Restate, word for word, the lines from the opening line of the data through the line containing "let verdict = match", both included, and nothing else.

[Given records — start]

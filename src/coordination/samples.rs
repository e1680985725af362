use async_trait::async_trait;
use std::path::PathBuf;
use std::time::Duration;

use super::trial::{TrialBody, TrialReference, TrialResult, Verdict, stdin_text};
use crate::compare::ComparisonStrategy;
use crate::exec::ProcessRunner;
use crate::problem::Sample;
use crate::telemetry::SessionEvent;

/// Replays fixed (input, expected) pairs against the candidate
///
/// Trial `i` runs `samples[i - 1]`.
pub struct SampleTrial {
    pub runner: ProcessRunner,
    pub candidate: PathBuf,
    pub samples: Vec<Sample>,
    pub timeout: Duration,
    pub comparison: ComparisonStrategy,
}

impl SampleTrial {
    pub fn new(candidate: PathBuf, samples: Vec<Sample>, timeout: Duration) -> Self {
        Self {
            runner: ProcessRunner::new(),
            candidate,
            samples,
            timeout,
            comparison: ComparisonStrategy::IntegerTokenEquality,
        }
    }
}

#[async_trait]
impl TrialBody for SampleTrial {
    async fn run_trial(&self, index: usize) -> TrialResult {
        let Some(sample) = index.checked_sub(1).and_then(|i| self.samples.get(i)) else {
            return TrialResult::infrastructure(index, "", format!("no sample {}", index));
        };

        let outcome = match self
            .runner
            .run(&self.candidate, &stdin_text(&sample.input), Some(self.timeout))
            .await
        {
            Ok(outcome) => outcome,
            Err(e) => return TrialResult::infrastructure(index, &sample.input, format!("{:#}", e)),
        };

        let verdict = match outcome.output() {
            Some(actual) if self.comparison.outputs_match(&sample.output, actual) => Verdict::Pass,
            Some(_) => Verdict::Fail { diagnostic: None },
            None => Verdict::Fail {
                diagnostic: Some(format!("candidate: {}", outcome.diagnostic())),
            },
        };

        TrialResult {
            index,
            input: sample.input.clone(),
            candidate: Some(outcome),
            reference: TrialReference::Expected(sample.output.clone()),
            verdict,
        }
    }

    fn completion_event(&self, result: &TrialResult) -> Option<SessionEvent> {
        if matches!(result.verdict, Verdict::InfrastructureError { .. }) {
            return None;
        }
        Some(SessionEvent::Sample {
            index: result.index,
            input: result.input.clone(),
            expected: result.expected_text(),
            actual: result.actual_text(),
            passed: result.verdict.is_pass(),
        })
    }
}

#[cfg(all(test, unix))]
mod tests {
    use super::*;
    use crate::exec::ExecutionOutcome;
    use crate::test_support::write_script;
    use tempfile::TempDir;

    fn sample(input: &str, output: &str) -> Sample {
        Sample {
            input: input.to_string(),
            output: output.to_string(),
        }
    }

    #[tokio::test]
    async fn test_loose_comparison_passes() {
        let dir = TempDir::new().unwrap();
        let candidate = write_script(&dir, "solution", "echo '0, 1'");
        let body = SampleTrial::new(
            candidate,
            vec![sample("[1,2]\n3", "[0,1]")],
            Duration::from_secs(5),
        );

        let result = body.run_trial(1).await;

        assert_eq!(result.verdict, Verdict::Pass);
        assert_eq!(
            body.completion_event(&result),
            Some(SessionEvent::Sample {
                index: 1,
                input: "[1,2]\n3".to_string(),
                expected: "[0,1]".to_string(),
                actual: "0, 1".to_string(),
                passed: true,
            })
        );
    }

    #[tokio::test]
    async fn test_wrong_answer_fails_without_diagnostic() {
        let dir = TempDir::new().unwrap();
        let candidate = write_script(&dir, "solution", "echo 7");
        let body = SampleTrial::new(candidate, vec![sample("1", "8")], Duration::from_secs(5));

        let result = body.run_trial(1).await;

        assert_eq!(result.verdict, Verdict::Fail { diagnostic: None });
        assert!(matches!(
            body.completion_event(&result),
            Some(SessionEvent::Sample { passed: false, .. })
        ));
    }

    #[tokio::test]
    async fn test_crash_fails_with_diagnostic() {
        let dir = TempDir::new().unwrap();
        let candidate = write_script(&dir, "solution", "echo boom >&2\nexit 2");
        let body = SampleTrial::new(candidate, vec![sample("1", "1")], Duration::from_secs(5));

        let result = body.run_trial(1).await;

        assert_eq!(
            result.verdict,
            Verdict::Fail {
                diagnostic: Some("candidate: exited with code 2: boom".to_string())
            }
        );
        assert!(matches!(
            result.candidate,
            Some(ExecutionOutcome::Crashed { .. })
        ));
    }

    #[tokio::test]
    async fn test_missing_candidate_is_infrastructure_error() {
        let dir = TempDir::new().unwrap();
        let body = SampleTrial::new(
            dir.path().join("absent"),
            vec![sample("1", "1")],
            Duration::from_secs(5),
        );

        let result = body.run_trial(1).await;

        assert!(matches!(
            result.verdict,
            Verdict::InfrastructureError { .. }
        ));
        assert_eq!(body.completion_event(&result), None);
    }
}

[Given records — finish]

Output of the exercise
filename src/coordination/samples.rs
repository e1680985725af362
use async_trait::async_trait;
use std::path::PathBuf;
use std::time::Duration;

use super::trial::{TrialBody, TrialReference, TrialResult, Verdict, stdin_text};
use crate::compare::ComparisonStrategy;
use crate::exec::ProcessRunner;
use crate::problem::Sample;
use crate::telemetry::SessionEvent;

/// Replays fixed (input, expected) pairs against the candidate
///
/// Trial `i` runs `samples[i - 1]`.
pub struct SampleTrial {
    pub runner: ProcessRunner,
    pub candidate: PathBuf,
    pub samples: Vec<Sample>,
    pub timeout: Duration,
    pub comparison: ComparisonStrategy,
}

impl SampleTrial {
    pub fn new(candidate: PathBuf, samples: Vec<Sample>, timeout: Duration) -> Self {
        Self {
            runner: ProcessRunner::new(),
            candidate,
            samples,
            timeout,
            comparison: ComparisonStrategy::IntegerTokenEquality,
        }
    }
}

#[async_trait]
impl TrialBody for SampleTrial {
    async fn run_trial(&self, index: usize) -> TrialResult {
        let Some(sample) = index.checked_sub(1).and_then(|i| self.samples.get(i)) else {
            return TrialResult::infrastructure(index, "", format!("no sample {}", index));
        };

        let outcome = match self
            .runner
            .run(&self.candidate, &stdin_text(&sample.input), Some(self.timeout))
            .await
        {
            Ok(outcome) => outcome,
            Err(e) => return TrialResult::infrastructure(index, &sample.input, format!("{:#}", e)),
        };

        let verdict = match outcome.output() {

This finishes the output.